RNA binding proteins

Non coding RNA

So far we talked mostly about mRNA which is type of RNA that will eventually produce a protein. Some RNAs will never be translated into protein and they function in a form of RNA. This type of RNAs is called non coding RNAs.

non coding RNAs

tRNA

tRNA is connected with translation - it is an interface between RNA and protein. On one side, it has a part that identifies a specific sequence of RNA and on the other side, it has corresponding amino acid. These are many different tRNAs for identifying different parts of RNA and carrying different amino acids.

tRNA

tsRNA

tsRNA comes from tRNA, it is a fragment of tRNA, but it does completely different job that has to do with regulation of RNA life and RNA stability.

rRNA

rRNA or ribosomal RNA is part of a ribosome which is a protein-RNA complex that does translation.

Personal note

Thanks to its properties, rRNA is widely used for bacterial classification - identifying bacterial species.

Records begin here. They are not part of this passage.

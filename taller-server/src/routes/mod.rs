pub mod health;
pub mod register;
pub mod registrations;

use axum::{
    Json, Router,
    http::{Method, StatusCode, Uri},
    response::{IntoResponse, Response},
};
use serde::Serialize;

use crate::state::AppState;

/// Every route, with `state` attached. CORS and tracing layers are added
/// by the caller.
pub fn router(state: AppState) -> Router {
    Router::new()
        .merge(health::router())
        .merge(register::router())
        .merge(registrations::router())
        .fallback(not_found)
        .with_state(state)
}

/// Standard API error response
#[derive(Serialize)]
pub struct ErrorResponse {
    pub ok: bool,
    pub error: String,
}

/// Handler error. Client errors carry their message; anything else is
/// logged and reported as a generic server error.
pub enum AppError {
    BadRequest(String),
    Internal(anyhow::Error),
}

impl IntoResponse for AppError {
    fn into_response(self) -> Response {
        let (status, message) = match self {
            AppError::BadRequest(message) => (StatusCode::BAD_REQUEST, message),
            AppError::Internal(err) => {
                tracing::error!(error = %format!("{err:#}"), "request failed");
                (StatusCode::INTERNAL_SERVER_ERROR, "Error en el servidor.".to_string())
            }
        };
        let body = Json(ErrorResponse {
            ok: false,
            error: message,
        });
        (status, body).into_response()
    }
}

impl<E> From<E> for AppError
where
    E: Into<anyhow::Error>,
{
    fn from(err: E) -> Self {
        AppError::Internal(err.into())
    }
}

async fn not_found(method: Method, uri: Uri) -> impl IntoResponse {
    (
        StatusCode::NOT_FOUND,
        Json(ErrorResponse {
            ok: false,
            error: format!("Ruta no encontrada: {} {}", method, uri.path()),
        }),
    )
}


#[cfg(test)]
mod tests {
    use std::sync::Arc;

    use axum::body::Body;
    use axum::http::{Request, StatusCode};

    use super::test_support::{RecordingMailer, app, send};
    use crate::config::ServerConfig;

    #[tokio::test]
    async fn test_unknown_route_is_json_404() {
        let (app, _) = app(ServerConfig::default(), Arc::new(RecordingMailer::default()));
        let request = Request::builder()
            .method("DELETE")
            .uri("/nope?x=1")
            .body(Body::empty())
            .unwrap();

        let (response, body) = send(app, request).await;
        assert_eq!(response.status(), StatusCode::NOT_FOUND);

        let json: serde_json::Value = serde_json::from_str(&body).unwrap();
        assert_eq!(json["ok"], false);
        assert_eq!(json["error"], "Ruta no encontrada: DELETE /nope");
    }
}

You can read more about it in my Master’s thesis: Bacteria Classification into Taxonomic Categories Based on Properties of 16s rRNA (in Slovak language).

miRNA and siRNA

miRNA (micro RNA) and siRNA (small interfering RNA) are two types of RNA that are very short (20-30 nucleotides). Their job is to identify other RNAs and destroy them. They have a way of identifying their target, binding to it and then attracting protein complex that will destroy this target.

They are useful for defence against viruses and bacteria and other stuff that could come into the cell. They are also useful against cancer. Cell knows what RNAs should be present and which RNAs it needs. So it could have a number of micro RNA’s that are targeting other RNAs that should not be present at that moment. If these RNAs get start getting produced, for whatever reason, they can just identify and destroy them so the cell can keep doing its job even if there’s some small problems with regulation of transcription - what’s being transcribed.

Another important role of these miRNA and siRNA is regulating shifting of programming of a cell. In early development, it is common that after split of a cell, each of daughter cells will do completely different job. These two cells need to very radically and very quickly reprogram themselves. Producing these RNAs that will clear out previous programming so that the new one can start working really fast is useful approach.

lncRNA

This is a big category of various non coding RNAs. It is a general category for all non coding RNAs that are not short - they are above 200 nucleotides in length. So this category is not based on function, but it is based on length. These long non coding RNAs can be catalysts for chemical reactions, they can be structural, they can act as sponges and attract various micro RNAs and then get degraded as a whole.

snRNA

snRNA, or small nuclear RNA, are located in nucleus. Their primary function is in the processing of pre mRNA in the nucleus. They have also been shown to aid in the regulation of transcription factors or RNA polymerase 2, and maintaining the telomeres.

piRNA

Part of job of piRNAs is to control jumping repeat elements. These elements are DNA elements that have evolved into being independent thing of themselves that can copy and paste themselves in different parts of the genome. piRNAs are defence mechanism of a genome against these jumping elements.

Another role of piRNA is localization of RNA. piRNAs can identify sequences and they are used as a kind of glue trap so they can hold necessary RNAs in place while other RNAs are washed away by other cell mechanisms. It’s a good example of nature reusing things that are already there for another purpose.